Viral RNA fragments are reported to accumulate in flavivirus (West Nile virus and Japanese encephalitis virus)-infected cells (20, 22, 37, 45). These RNAs are categorized into two types: one type contains the 3′-end sequence of genomic RNA (20, 37), and the other contains negative-sense RNA complementary to the 5′- and the 3′-end sequences of genomic RNA. Although the generation mechanism of the former type of positive-sense small RNA remains unclear, it is possible that the small RNA is generated by cis-element-mediated protection against RNases as with RCNMV SR1f, because a stem-loop structure predicted at the 5′ end of the small RNA may protect RNA from 5′→3′ exoribonucleases in animal cells (20, 37). Because another stem-loop structure at the 3′ end of flavivirus genomic RNA interacts with both viral and cellular proteins, and is required for RNA replication (4-6, 43), the small RNA of flavivirus may function as a negative regulator of RNA replication.

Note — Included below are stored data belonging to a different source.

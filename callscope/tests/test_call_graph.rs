use std::sync::Arc;

use callscope::cct::{CctContainer, CctTree, PrestimeNode};
use callscope::domain::{MethodId, ThreadId, TimerDomain};
use callscope::profiling::{
    BuilderConfig, CallGraphBuilder, Event, MethodInfo, MethodTable, MethodType, ProfilingEventSink,
    ProfilingSessionStatus,
};

const MAIN: MethodId = MethodId(1);
const PARSE: MethodId = MethodId(2);
const READ: MethodId = MethodId(3);
const EMIT: MethodId = MethodId(4);

fn create_builder() -> CallGraphBuilder {
    let table = MethodTable::new();
    table.insert(MAIN, MethodInfo::new("app.Main", "main", "()V"));
    table.insert(PARSE, MethodInfo::new("app.Parser", "parse", "()V"));
    table.insert(READ, MethodInfo::new("app.Reader", "read", "()I"));
    table.insert(EMIT, MethodInfo::new("app.Emitter", "emit", "()V"));
    let status = Arc::new(ProfilingSessionStatus {
        timer_counts_in_second: [1_000_000, 1_000_000],
        ..ProfilingSessionStatus::default()
    });
    CallGraphBuilder::new(&status, Arc::new(table), BuilderConfig::default())
}

fn entry(thread: u32, method: MethodId, kind: MethodType, ts0: i64) -> Event {
    Event::MethodEntry {
        method,
        thread: ThreadId(thread),
        kind,
        ts0,
        ts1: 0,
        params: Vec::new(),
    }
}

fn exit(thread: u32, method: MethodId, kind: MethodType, ts0: i64) -> Event {
    Event::MethodExit {
        method,
        thread: ThreadId(thread),
        kind,
        ts0,
        ts1: 0,
    }
}

fn new_thread(thread: u32, name: &str) -> Event {
    Event::NewThread {
        thread: ThreadId(thread),
        name: name.to_string(),
        class_name: "java.lang.Thread".to_string(),
    }
}

/// main -> parse -> read (x2), then main -> emit, on one thread
fn session(thread: u32, offset: i64) -> Vec<Event> {
    let t = |ts: i64| ts + offset;
    vec![
        entry(thread, MAIN, MethodType::Root, t(0)),
        entry(thread, PARSE, MethodType::Normal, t(5)),
        entry(thread, READ, MethodType::Normal, t(10)),
        exit(thread, READ, MethodType::Normal, t(20)),
        entry(thread, READ, MethodType::Normal, t(25)),
        exit(thread, READ, MethodType::Normal, t(40)),
        exit(thread, PARSE, MethodType::Normal, t(50)),
        entry(thread, EMIT, MethodType::Normal, t(60)),
        exit(thread, EMIT, MethodType::Normal, t(90)),
        exit(thread, MAIN, MethodType::Root, t(100)),
    ]
}

fn visit<'a>(node: &PrestimeNode<'a>, f: &mut impl FnMut(&PrestimeNode<'a>)) {
    f(node);
    for child in node.children() {
        visit(&child, f);
    }
}

/// Method nodes below the thread root as (path, calls, self, total)
fn shape(container: &CctContainer) -> Vec<(String, u32, i64, i64)> {
    fn walk(node: &PrestimeNode<'_>, path: &str, out: &mut Vec<(String, u32, i64, i64)>) {
        for child in node.children() {
            if child.is_self_time_node() {
                continue;
            }
            let path = format!("{path}/{}", child.name());
            out.push((
                path.clone(),
                child.n_calls(),
                child.self_time(TimerDomain::Absolute),
                child.total_time(TimerDomain::Absolute),
            ));
            walk(&child, &path, out);
        }
    }
    let mut out = Vec::new();
    walk(&container.root_node(), "", &mut out);
    out
}

#[test]
fn test_self_time_plus_children_equals_total() {
    let builder = create_builder();
    builder.apply(&new_thread(1, "main"));
    builder.apply_all(&session(1, 0));
    let containers = builder.create_presentation_ccts();
    let root = containers[0].root_node();

    let mut checked = 0;
    visit(&root, &mut |node| {
        if node.is_thread_node() || node.is_self_time_node() {
            return;
        }
        let children: i64 = node
            .children()
            .iter()
            .filter(|c| !c.is_self_time_node())
            .map(|c| c.total_time(TimerDomain::Absolute))
            .sum();
        assert_eq!(
            node.self_time(TimerDomain::Absolute) + children,
            node.total_time(TimerDomain::Absolute),
            "{}",
            node.name()
        );
        checked += 1;
    });
    assert_eq!(checked, 4);

    let main = root.child_named("app.Main.main()V").unwrap();
    assert_eq!(main.total_time(TimerDomain::Absolute), 100);
    assert_eq!(main.self_time(TimerDomain::Absolute), 25);
}

#[test]
fn test_invocation_count_conservation() {
    let builder = create_builder();
    builder.apply(&new_thread(1, "main"));
    for round in 0..3 {
        builder.apply_all(&session(1, round * 1_000));
    }
    let containers = builder.create_presentation_ccts();
    let mut reads = 0;
    visit(&containers[0].root_node(), &mut |node| {
        if node.name() == "app.Reader.read()I" {
            reads += node.n_calls();
        }
    });
    // two reads per session
    assert_eq!(reads, 6);
    assert_eq!(builder.integrity_violations(), 0);
}

#[test]
fn test_flat_profile_lists_each_called_method_once() {
    let builder = create_builder();
    builder.apply(&new_thread(1, "main"));
    builder.apply_all(&session(1, 0));
    let flat = builder.create_flat_profile().unwrap();
    let mut names: Vec<&str> = flat.rows().iter().map(|r| r.name.as_str()).collect();
    names.sort_unstable();
    assert_eq!(
        names,
        vec!["app.Emitter.emit()V", "app.Main.main()V", "app.Parser.parse()V", "app.Reader.read()I"]
    );
    assert!(flat.rows().iter().all(|r| r.n_calls > 0));
    let read = flat.row_by_name("app.Reader.read()I").unwrap();
    assert_eq!(read.n_calls, 2);
    assert_eq!(read.self_time[0], 25);
}

#[test]
fn test_thread_isolation() {
    // Interleave two threads' streams event by event
    let interleaved = create_builder();
    interleaved.apply_all(&[new_thread(1, "a"), new_thread(2, "b")]);
    let a = session(1, 0);
    let b = session(2, 3);
    for (ea, eb) in a.iter().zip(&b) {
        interleaved.apply(ea);
        interleaved.apply(eb);
    }

    let alone = create_builder();
    alone.apply(&new_thread(1, "a"));
    alone.apply_all(&a);

    let mixed = interleaved.create_presentation_ccts();
    let single = alone.create_presentation_ccts();
    let thread_a = mixed.iter().find(|c| c.thread_id() == Some(ThreadId(1))).unwrap();
    let thread_b = mixed.iter().find(|c| c.thread_id() == Some(ThreadId(2))).unwrap();
    assert_eq!(shape(thread_a), shape(&single[0]));
    assert_eq!(shape(thread_b), shape(&single[0]));
}

#[test]
fn test_root_reentrancy() {
    let builder = create_builder();
    builder.apply(&new_thread(1, "main"));
    builder.apply_all(&[
        entry(1, MAIN, MethodType::Root, 0),
        entry(1, MAIN, MethodType::Root, 10),
        entry(1, MAIN, MethodType::Root, 20),
        exit(1, MAIN, MethodType::Root, 30),
        exit(1, MAIN, MethodType::Root, 45),
    ]);
    // still inside the outermost root
    assert_eq!(builder.live_stack(ThreadId(1)).unwrap().len(), 1);
    builder.apply(&exit(1, MAIN, MethodType::Root, 60));
    assert!(builder.live_stack(ThreadId(1)).unwrap().is_empty());

    let containers = builder.create_presentation_ccts();
    let outer = containers[0].root_node().child_named("app.Main.main()V").unwrap();
    let middle = outer.child_named("app.Main.main()V").unwrap();
    let inner = middle.child_named("app.Main.main()V").unwrap();
    assert_eq!(outer.total_time(TimerDomain::Absolute), 60);
    assert_eq!(outer.self_time(TimerDomain::Absolute), 25);
    assert_eq!(middle.self_time(TimerDomain::Absolute), 25);
    assert_eq!(inner.self_time(TimerDomain::Absolute), 10);
    assert_eq!(builder.integrity_violations(), 0);
}

#[test]
fn test_whole_tree_percentages() {
    let builder = create_builder();
    builder.apply(&new_thread(1, "main"));
    builder.apply_all(&session(1, 0));
    let containers = builder.create_presentation_ccts();
    let tree: &dyn CctTree = &containers[0];
    assert_eq!(tree.whole_graph_net_time(TimerDomain::Absolute), 100);
    let main = containers[0].root_node().child_named("app.Main.main()V").unwrap();
    let emit = main.child_named("app.Emitter.emit()V").unwrap();
    assert!((emit.total_time_percent(TimerDomain::Absolute) - 30.0).abs() < 1e-9);
}
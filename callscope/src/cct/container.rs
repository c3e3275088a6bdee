//! Frozen per-thread presentation trees.
//!
//! [`CctContainer::freeze`] turns a live tree into an immutable arena:
//!
//! 1. Frames that are not methods (categories, servlet boundaries) and
//!    methods whose class fails the instrumentation filter are folded into
//!    their caller. Their time becomes the caller's self time and their
//!    calls count as the caller's outgoing calls.
//! 2. Siblings that end up with the same method are merged.
//! 3. Self time is cleansed of estimated hook overhead and converted to
//!    microseconds; total time is self time plus the children's totals.

// Tick arithmetic converts between i64 and f64
#![allow(clippy::cast_precision_loss)]
#![allow(clippy::cast_possible_truncation)]

use std::sync::Arc;

use crate::cct::node::{FilterStatus, NodeKind};
use crate::cct::presentation::{CctTree, MethodNames, NodeData, NodeFlags};
use crate::domain::{MethodId, ThreadId, TimerDomain, View};
use crate::filter::InstrumentationFilter;
use crate::profiling::thread_infos::ThreadInfo;
use crate::profiling::timing::TimingAdjuster;

/// Whole-thread timing, in raw ticks
///
/// `gross_cpu` is -1 when the thread CPU domain is not collected.
#[derive(Debug, Clone, Copy, Default, PartialEq)]
pub struct ThreadTimes {
    pub gross_abs: i64,
    pub gross_cpu: i64,
    /// Estimated hook overhead over all invocations of the thread
    pub injected_abs: f64,
    pub injected_cpu: f64,
}

/// Inputs shared by every container frozen from one builder
pub(crate) struct FreezeContext<'a> {
    pub timing: &'a TimingAdjuster,
    pub filter: &'a InstrumentationFilter,
    pub names: &'a Arc<MethodNames>,
    pub thread_names: &'a Arc<Vec<(ThreadId, String)>>,
}

/// Node under construction; children must have larger indices than their
/// parent
#[derive(Debug, Clone, Default)]
pub(crate) struct NodeDraft {
    pub data: NodeData,
    pub children: Vec<usize>,
}

/// Everything about a container except its nodes
#[derive(Debug, Clone)]
pub(crate) struct ContainerShell {
    pub view: View,
    pub thread_id: Option<ThreadId>,
    pub thread_names: Arc<Vec<(ThreadId, String)>>,
    pub names: Arc<MethodNames>,
    pub collecting_two_timestamps: bool,
    pub whole_graph_pure_time: [i64; 2],
    pub display_whole_thread_cpu_time: bool,
    pub thread_times: ThreadTimes,
}

/// Immutable tree of one thread (or of all threads merged) in one view
#[derive(Debug, Clone)]
pub struct CctContainer {
    nodes: Vec<NodeData>,
    /// `child_ranges[i]` indexes `edges`
    child_ranges: Vec<(u32, u32)>,
    edges: Vec<u32>,
    shell: ContainerShell,
    whole_graph_net_time: [i64; 2],
    total_invocations: u64,
}

/// Intermediate node of the filtering pass, still in ticks
#[derive(Debug, Default)]
struct Folded {
    id: u32,
    n_calls: u32,
    /// Calls of folded-in callees
    n_calls_diff: u32,
    net_time: [i64; 2],
    wait_time0: i64,
    sleep_time0: i64,
    children: Vec<usize>,
}

impl Folded {
    fn absorb(&mut self, n_calls: u32, net_time: [i64; 2], wait: i64, sleep: i64) {
        self.n_calls = self.n_calls.saturating_add(n_calls);
        self.add_time(net_time, wait, sleep);
    }

    fn add_time(&mut self, net_time: [i64; 2], wait: i64, sleep: i64) {
        self.net_time[0] += net_time[0];
        self.net_time[1] += net_time[1];
        self.wait_time0 += wait;
        self.sleep_time0 += sleep;
    }
}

Small RNAs similar to SR1f have been observed for other dianthoviruses, including CRSV, SCNMV, and the Canadian strain of RCNMV (Fig. 6; data not shown). Furthermore, the cap-independent translation enhancer elements with the core 17 nt of RCNMV are conserved among these dianthoviruses (27, 34, 53; H. Nagano and T. Okuno, unpublished results). These imply that the small RNAs are important for the survival of dianthoviruses in nature. To survive and to evolve, viruses must have long-term fitness in both current hosts and new hosts. Moreover, they need the ability to be transmitted to their hosts, the ability to compete or cooperate with other viruses in mixed infections in the hosts, the ability to minimize damage to the hosts, and the ability to replicate efficiently and infect the host systemically (33). Therefore, these small RNAs of dianthoviruses might play important roles in any of these situations.

In addition to translational control, the presence of the small RNAs in virions may imply some roles for the RNA in the packaging of viral RNAs to form virions. Moreover, packaging the small RNA may alter the physical properties of the virions, which will affect virion stability and transmission efficiency through either biological or nonbiological means, including vectors for their survival in nature, although little information is available on the transmission of dianthoviruses by vectors (13). A correlation between the ability of satellite RNA to stimulate the encapsidation of groundnut rosette umbravirus (GRV) by groundnut rosette assistor luteovirus CP and its capacity to promote aphid transmission of GRV has been reported (32).

Novel aspects of our results are as follows: (i) the RNA fragment (SR1f) containing most of the 3′ UTR of RCNMV RNA1 accumulates stably and is packaged into virions in RCNMV-infected cells; (ii) SR1f is not an sgRNA but a degradation intermediate generated by cis-RNA element-mediated protection against 5′→3′ decay, and a 58-nt sequence (Seq1f58) is necessary and sufficient for the protection against 5′→3′ decay; (iii) SR1f trans inhibits both cap/poly(A)-dependent and 3′TE-DR1-mediated cap-independent translation in vivo and in vitro; and (iv) SR1f trans inhibits negative-strand RNA synthesis of RCNMV in vitro by repressing replicase protein production but not by competing with RCNMV RNAs for replicase proteins through cis-acting replication elements.

SR1f seems to play important roles in RCNMV infection and survival, although the precise roles of SR1f in RCNMV infection in nature remains to be solved.